In angle closure glaucoma, there is a similar build up of fluid within the eye, but the onset is much more sudden. Symptoms include headaches, blurred vision and pain in the eye.

People of Asian descent are much more likely to suffer from angle closure glaucoma, while those of African or European origin are more likely to develop primary open angle glaucoma.

In Southern India, studies have shown a prevalence of glaucoma of 2.6% and 90% of these cases have never been diagnosed before, compared to about 50% previously undiagnosed when similar studies are done in Europe.

In African populations, the prevalence is 1–2%, but can rise to about 10% in the Caribbean.

There are several other types of glaucoma, which are less common.

The paper by Resnikoff et al. reports that about 37 million people worldwide in 2002 were blind. More than 82% of all blind people are 50 years and older.

There are several reasons why glaucoma has now become the second leading cause of blindness, experts say. One is age. As a population grows older, the prevalence of glaucoma rises.

Another reason is the reduced importance of trachoma as a cause of blindness.

This is due to several factors including the Global Elimination of Trachoma Project, which WHO launched with partner organizations, as well as better access to health care and information, and to eye care system development, and improved data.

In their paper Resnikoff et al. found that the world population aged 50 years and over had increased by 30% since 1990.

In developed countries, the increase in people over 50 was 16% but in developing countries, excluding China, it was 47%, while in China itself the increase was 27%.

Ophthalmic experts say angle closure glaucoma is reaching "epidemic proportions" in China and other parts of Asia, but there are few reliable data from these countries.

Mermoud identified the lack of trained ophthalmologists as a major factor limiting the diagnosis and care of people with glaucoma in developing countries.

In Europe, he said, there is one ophthalmologist for every 10 000 people; in India, there is one for every 400 000 people; and in Africa, one or less for every million.

"Within one million people, you will have 10 000 cataracts every year, and about 1–2% of people — that is, between 10 000 and 20 000 — will have chronic glaucoma. Yet there will be only one doctor to treat them," Mermoud said.

"Even when people do reach a doctor, they don't have the money to pay for medicines and eye drops which they may need to take for the rest of their lives. And although surgery to unblock the channels in the eye would be the ideal treatment, it does not work so well in African and Asian patients as in people of European descent for reasons of rapid scarring of the tissues," Mermoud said.

Mermoud is carrying out research to develop surgical procedures that will be more effective in people with glaucoma from Africa and Asia.

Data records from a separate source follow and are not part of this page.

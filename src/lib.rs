//! brewman - Homebrew maintenance automation.
//!
//! brewman automates the chores of keeping a Homebrew installation tidy:
//! dependency-safe package cleanup, application scanning, and install
//! script generation from package templates.
//!
//! # Modules
//!
//! - [`brew`] - Package manager adapter (trait, CLI client, test mock)
//! - [`cleanup`] - Dependency-safe removal pipeline
//! - [`cli`] - Command-line interface and argument parsing
//! - [`config`] - Configuration loading, parsing, and defaults
//! - [`error`] - Error types and result aliases
//! - [`scan`] - Installed-application scanning
//! - [`shell`] - External command execution
//! - [`templates`] - Install-script generation
//! - [`ui`] - Prompts, spinners, and terminal output
//!
//! # Example
//!
//! ```
//! use brewman::brew::MockManager;
//! use brewman::cleanup::{collect, execute};
//!
//! let manager = MockManager::new()
//!     .with_formulae(vec!["xz", "imagemagick"])
//!     .with_dependents("xz", vec!["imagemagick"]);
//!
//! let candidates = vec!["xz".to_string()];
//! let plan = collect(&manager, &candidates).unwrap();
//! assert!(!plan.has_removals()); // imagemagick still needs xz
//!
//! let report = execute(&manager, &plan);
//! assert!(report.removed.is_empty());
//! ```

pub mod brew;
pub mod cleanup;
pub mod cli;
pub mod config;
pub mod error;
pub mod scan;
pub mod shell;
pub mod templates;
pub mod ui;

pub use error::{BrewmanError, Result};
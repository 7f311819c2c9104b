//! Interactive prompts.

use console::Term;
use dialoguer::Confirm;

use crate::error::{BrewmanError, Result};

use super::ConfirmPrompt;

/// Convert dialoguer errors to BrewmanError.
fn map_dialoguer_err(e: dialoguer::Error) -> BrewmanError {
    BrewmanError::Io(e.into())
}

/// Ask a yes/no question on the terminal.
pub fn confirm_user(prompt: &ConfirmPrompt, term: &Term) -> Result<bool> {
    let result = Confirm::new()
        .with_prompt(&prompt.question)
        .default(prompt.default)
        .interact_on(term)
        .map_err(map_dialoguer_err)?;

    Ok(result)
}
//! Installed-application scanning.
//!
//! Walks the platform's application directories, marks which entries are
//! already Homebrew-managed, and suggests Homebrew equivalents for the
//! rest. Results live in memory; `--export` writes a JSON document.

pub mod apps;
pub mod export;
pub mod matcher;

pub use apps::{build_records, list_apps, scan, AppEntry};
pub use export::{to_json, write_export};
pub use matcher::{find_equivalent, names_match, normalize};

use std::path::PathBuf;

use crate::brew::PackageKind;

/// One scanned application.
#[derive(Debug, Clone)]
pub struct AppRecord {
    /// Display name (extension stripped).
    pub name: String,

    /// Filesystem location.
    pub path: PathBuf,

    /// `Some(kind)` when Homebrew manages this application.
    pub managed: Option<PackageKind>,

    /// Closest Homebrew package for an unmanaged application.
    pub suggestion: Option<String>,
}

/// Result of a system scan.
#[derive(Debug, Clone, Default)]
pub struct ScanResult {
    /// All scanned applications, in discovery order.
    pub apps: Vec<AppRecord>,
}

impl ScanResult {
    /// Applications Homebrew already manages.
    pub fn managed(&self) -> Vec<&AppRecord> {
        self.apps.iter().filter(|a| a.managed.is_some()).collect()
    }

    /// Applications outside Homebrew.
    pub fn unmanaged(&self) -> Vec<&AppRecord> {
        self.apps.iter().filter(|a| a.managed.is_none()).collect()
    }

    /// Unmanaged applications with a Homebrew equivalent.
    pub fn with_suggestions(&self) -> Vec<&AppRecord> {
        self.apps
            .iter()
            .filter(|a| a.managed.is_none() && a.suggestion.is_some())
            .collect()
    }
}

His charity has also established a hospital in the village of Mori, in Andhra Pradesh, in India, which is now one of the biggest eye hospitals in the country. It has two operating theatres and 50 beds.

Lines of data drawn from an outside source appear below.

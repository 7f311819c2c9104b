//! Name matching between applications and Homebrew packages.
//!
//! Application bundle names rarely match package names exactly
//! ("Visual Studio Code" vs `visual-studio-code`), so comparison is
//! case-insensitive and ignores hyphens and spaces.

/// Normalize a name for comparison.
pub fn normalize(name: &str) -> String {
    name.chars()
        .filter(|c| *c != '-' && *c != ' ')
        .flat_map(char::to_lowercase)
        .collect()
}

/// Whether an application name and a package name refer to the same thing.
pub fn names_match(app: &str, package: &str) -> bool {
    normalize(app) == normalize(package)
}

/// Find the closest Homebrew package for an unmanaged application.
///
/// Casks are tried before formulae since GUI applications usually ship as
/// casks. Exact normalized matches win; a substring match is the
/// fallback.
pub fn find_equivalent(app: &str, casks: &[String], formulae: &[String]) -> Option<String> {
    let normalized = normalize(app);
    if normalized.is_empty() {
        return None;
    }

    for pool in [casks, formulae] {
        if let Some(hit) = pool.iter().find(|p| normalize(p) == normalized) {
            return Some(hit.clone());
        }
    }

    for pool in [casks, formulae] {
        if let Some(hit) = pool.iter().find(|p| {
            let candidate = normalize(p);
            !candidate.is_empty()
                && (candidate.contains(&normalized) || normalized.contains(&candidate))
        }) {
            return Some(hit.clone());
        }
    }

    None
}

#[cfg(test)]
mod tests {
    use super::*;

    fn strings(list: &[&str]) -> Vec<String> {
        list.iter().map(|s| s.to_string()).collect()
    }

    #[test]
    fn normalize_strips_case_hyphens_and_spaces() {
        assert_eq!(normalize("Visual Studio Code"), "visualstudiocode");
        assert_eq!(normalize("alt-tab"), "alttab");
    }

    #[test]
    fn names_match_across_styles() {
        assert!(names_match("Visual Studio Code", "visual-studio-code"));
        assert!(names_match("AltTab", "alt-tab"));
        assert!(!names_match("Safari", "firefox"));
    }

    #[test]
    fn exact_match_prefers_casks() {
        let casks = strings(&["docker"]);
        let formulae = strings(&["docker"]);
        assert_eq!(
            find_equivalent("Docker", &casks, &formulae),
            Some("docker".to_string())
        );
    }

    #[test]
    fn substring_match_is_fallback() {
        let casks = strings(&["visual-studio-code"]);
        assert_eq!(
            find_equivalent("Code", &casks, &[]),
            Some("visual-studio-code".to_string())
        );
    }

    #[test]
    fn exact_beats_substring() {
        let casks = strings(&["firefox-developer-edition", "firefox"]);
        assert_eq!(
            find_equivalent("Firefox", &casks, &[]),
            Some("firefox".to_string())
        );
    }

    #[test]
    fn no_match_returns_none() {
        let casks = strings(&["rectangle"]);
        let formulae = strings(&["jq"]);
        assert_eq!(find_equivalent("Photoshop", &casks, &formulae), None);
    }

    #[test]
    fn empty_name_never_matches() {
        let casks = strings(&["rectangle"]);
        assert_eq!(find_equivalent("", &casks, &[]), None);
    }
}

Although the hospital was built only three years ago, it is now well on the way to being self funding.

The poorest patients are treated free, those on middle incomes are asked for an affordable contribution and the wealthiest — who are attracted by state-of-the-art surgical techniques — pay the most, thus financing the treatment of those who pay less or nothing at all.

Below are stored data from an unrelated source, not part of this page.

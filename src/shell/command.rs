//! External command execution.
//!
//! Every interaction with Homebrew goes through [`run`], which invokes the
//! program directly (no shell wrapping) and captures both output streams.
//! No timeout is imposed: a hang in one call blocks the whole run, which
//! is acceptable for an interactive, operator-supervised tool.

use crate::error::{BrewmanError, Result};
use std::process::{Command, Stdio};
use std::time::{Duration, Instant};

/// Result of executing an external command.
#[derive(Debug, Clone)]
pub struct CommandResult {
    /// Exit code (None if killed by signal).
    pub exit_code: Option<i32>,

    /// Standard output.
    pub stdout: String,

    /// Standard error.
    pub stderr: String,

    /// Execution duration.
    pub duration: Duration,

    /// Whether command succeeded (exit code 0).
    pub success: bool,
}

impl CommandResult {
    /// Create a success result.
    pub fn success(stdout: String, stderr: String, duration: Duration) -> Self {
        Self {
            exit_code: Some(0),
            stdout,
            stderr,
            duration,
            success: true,
        }
    }

    /// Create a failure result.
    pub fn failure(
        exit_code: Option<i32>,
        stdout: String,
        stderr: String,
        duration: Duration,
    ) -> Self {
        Self {
            exit_code,
            stdout,
            stderr,
            duration,
            success: false,
        }
    }

    /// Output lines of stdout, trimmed, with blanks dropped.
    pub fn stdout_lines(&self) -> Vec<String> {
        self.stdout
            .lines()
            .map(str::trim)
            .filter(|l| !l.is_empty())
            .map(str::to_string)
            .collect()
    }
}

/// Execute a program with arguments, capturing output.
///
/// Returns `Ok` with a failure result when the program runs but exits
/// non-zero; returns `Err` only when the program cannot be spawned at all.
pub fn run(program: &str, args: &[&str]) -> Result<CommandResult> {
    let start = Instant::now();

    let output = Command::new(program)
        .args(args)
        .stdin(Stdio::null())
        .stdout(Stdio::piped())
        .stderr(Stdio::piped())
        .output()
        .map_err(|_| BrewmanError::CommandFailed {
            command: render_command(program, args),
            code: None,
        })?;

    let duration = start.elapsed();
    let stdout = String::from_utf8_lossy(&output.stdout).to_string();
    let stderr = String::from_utf8_lossy(&output.stderr).to_string();

    if output.status.success() {
        Ok(CommandResult::success(stdout, stderr, duration))
    } else {
        Ok(CommandResult::failure(
            output.status.code(),
            stdout,
            stderr,
            duration,
        ))
    }
}

/// Execute a program and return success/failure.
pub fn run_check(program: &str, args: &[&str]) -> bool {
    run(program, args).map(|r| r.success).unwrap_or(false)
}

/// Render a program and its arguments for error messages.
pub fn render_command(program: &str, args: &[&str]) -> String {
    if args.is_empty() {
        program.to_string()
    } else {
        format!("{} {}", program, args.join(" "))
    }
}

#[cfg(test)]
mod tests {
    use super::*;

    #[test]
    fn run_successful_command() {
        let result = run("true", &[]).unwrap();
        assert!(result.success);
        assert_eq!(result.exit_code, Some(0));
    }

    #[test]
    fn run_failing_command() {
        let result = run("false", &[]).unwrap();
        assert!(!result.success);
        assert_eq!(result.exit_code, Some(1));
    }

    #[test]
    fn run_captures_stdout() {
        let result = run("echo", &["hello"]).unwrap();
        assert!(result.success);
        assert!(result.stdout.contains("hello"));
    }

    #[test]
    fn run_missing_program_is_error() {
        let err = run("definitely-not-a-real-binary-7f3a", &[]).unwrap_err();
        assert!(matches!(
            err,
            crate::error::BrewmanError::CommandFailed { .. }
        ));
    }

    #[test]
    fn run_check_returns_bool() {
        assert!(run_check("true", &[]));
        assert!(!run_check("false", &[]));
        assert!(!run_check("definitely-not-a-real-binary-7f3a", &[]));
    }

    #[test]
    fn stdout_lines_drops_blanks_and_trims() {
        let result = CommandResult::success("a\n\n  b  \n".into(), String::new(), Duration::ZERO);
        assert_eq!(result.stdout_lines(), vec!["a".to_string(), "b".to_string()]);
    }

    #[test]
    fn render_command_includes_args() {
        assert_eq!(render_command("brew", &["uninstall", "jq"]), "brew uninstall jq");
        assert_eq!(render_command("brew", &[]), "brew");
    }

    #[test]
    fn command_result_tracks_duration() {
        let result = run("echo", &["fast"]).unwrap();
        assert!(result.duration.as_millis() < 5000);
    }
}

The hospital also has a bus equipped as a mobile diagnostic unit.

Cataract and glaucoma are the most common conditions treated at the hospital; patients with more complex conditions are referred to an associated hospital, the L.V. Prasad Eye Institute in Hyderabad.

Vision for All has also begun working in the Democratic Republic of the Congo, in Lubumbashi and in Brazzaville in Congo, Mermoud said.

To tackle the growing problem of glaucoma, Mermoud said public health officials needed to increase the number of ophthalmologists, particularly in Africa, and to train those already in place, in countries such as India, in the diagnosis and treatment of glaucoma.

More work is needed to make medicines more affordable and more resources are needed for research to develop surgery that will be more efficient on African and Asian patients, Mermoud said.